(Information supplied begins)

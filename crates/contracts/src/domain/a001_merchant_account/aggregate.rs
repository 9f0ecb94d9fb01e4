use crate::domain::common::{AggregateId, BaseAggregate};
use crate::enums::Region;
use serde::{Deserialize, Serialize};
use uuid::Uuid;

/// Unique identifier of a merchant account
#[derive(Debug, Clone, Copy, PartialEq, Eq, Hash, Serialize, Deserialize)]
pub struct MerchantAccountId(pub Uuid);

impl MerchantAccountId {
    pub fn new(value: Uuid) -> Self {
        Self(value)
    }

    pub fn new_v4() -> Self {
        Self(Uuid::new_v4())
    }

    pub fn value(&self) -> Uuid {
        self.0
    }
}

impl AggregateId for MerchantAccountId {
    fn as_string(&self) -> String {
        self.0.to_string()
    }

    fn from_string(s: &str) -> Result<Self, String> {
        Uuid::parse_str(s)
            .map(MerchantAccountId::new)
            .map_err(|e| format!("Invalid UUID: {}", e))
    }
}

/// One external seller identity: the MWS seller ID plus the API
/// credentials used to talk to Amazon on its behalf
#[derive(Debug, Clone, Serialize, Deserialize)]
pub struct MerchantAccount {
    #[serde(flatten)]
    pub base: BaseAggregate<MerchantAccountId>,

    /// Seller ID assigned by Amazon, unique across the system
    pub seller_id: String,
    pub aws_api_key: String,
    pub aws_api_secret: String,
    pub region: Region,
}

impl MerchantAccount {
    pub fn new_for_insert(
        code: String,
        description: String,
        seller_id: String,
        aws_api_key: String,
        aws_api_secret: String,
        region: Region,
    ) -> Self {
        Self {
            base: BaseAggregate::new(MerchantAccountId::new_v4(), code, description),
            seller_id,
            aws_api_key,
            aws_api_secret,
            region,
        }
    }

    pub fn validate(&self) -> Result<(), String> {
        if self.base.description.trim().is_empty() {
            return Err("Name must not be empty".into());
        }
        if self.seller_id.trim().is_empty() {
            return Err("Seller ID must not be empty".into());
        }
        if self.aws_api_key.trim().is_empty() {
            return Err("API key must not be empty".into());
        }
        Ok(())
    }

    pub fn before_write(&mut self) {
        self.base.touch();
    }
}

(Information supplied ends)
(Information supplied begins)

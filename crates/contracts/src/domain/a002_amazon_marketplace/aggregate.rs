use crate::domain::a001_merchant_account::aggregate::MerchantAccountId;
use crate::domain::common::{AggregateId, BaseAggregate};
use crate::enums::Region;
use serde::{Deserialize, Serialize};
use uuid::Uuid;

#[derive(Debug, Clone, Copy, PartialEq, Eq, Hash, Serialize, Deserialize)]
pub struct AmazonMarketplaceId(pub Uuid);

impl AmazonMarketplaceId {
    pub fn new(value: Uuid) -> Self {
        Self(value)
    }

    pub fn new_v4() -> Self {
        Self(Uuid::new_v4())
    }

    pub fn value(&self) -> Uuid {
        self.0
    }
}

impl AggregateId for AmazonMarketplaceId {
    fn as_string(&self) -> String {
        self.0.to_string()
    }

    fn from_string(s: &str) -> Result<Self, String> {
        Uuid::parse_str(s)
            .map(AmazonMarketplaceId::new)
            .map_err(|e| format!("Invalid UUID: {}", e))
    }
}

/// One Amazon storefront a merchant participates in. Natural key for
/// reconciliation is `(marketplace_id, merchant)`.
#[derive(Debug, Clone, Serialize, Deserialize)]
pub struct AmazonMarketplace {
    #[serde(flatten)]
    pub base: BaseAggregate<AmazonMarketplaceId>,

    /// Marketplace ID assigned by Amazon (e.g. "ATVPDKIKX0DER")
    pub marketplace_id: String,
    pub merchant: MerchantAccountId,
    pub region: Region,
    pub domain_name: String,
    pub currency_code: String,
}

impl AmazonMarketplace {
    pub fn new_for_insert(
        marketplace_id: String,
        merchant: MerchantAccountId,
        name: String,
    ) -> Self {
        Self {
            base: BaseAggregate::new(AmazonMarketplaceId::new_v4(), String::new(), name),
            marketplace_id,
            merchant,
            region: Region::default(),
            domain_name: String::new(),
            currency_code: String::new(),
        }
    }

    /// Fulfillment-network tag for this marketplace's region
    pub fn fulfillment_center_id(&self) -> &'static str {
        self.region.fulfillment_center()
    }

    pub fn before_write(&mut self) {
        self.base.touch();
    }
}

(Information supplied ends)

Copy out all lines of the material above in which "trim" occurs.

## Your response:
        if self.base.description.trim().is_empty() {
        if self.seller_id.trim().is_empty() {
        if self.aws_api_key.trim().is_empty() {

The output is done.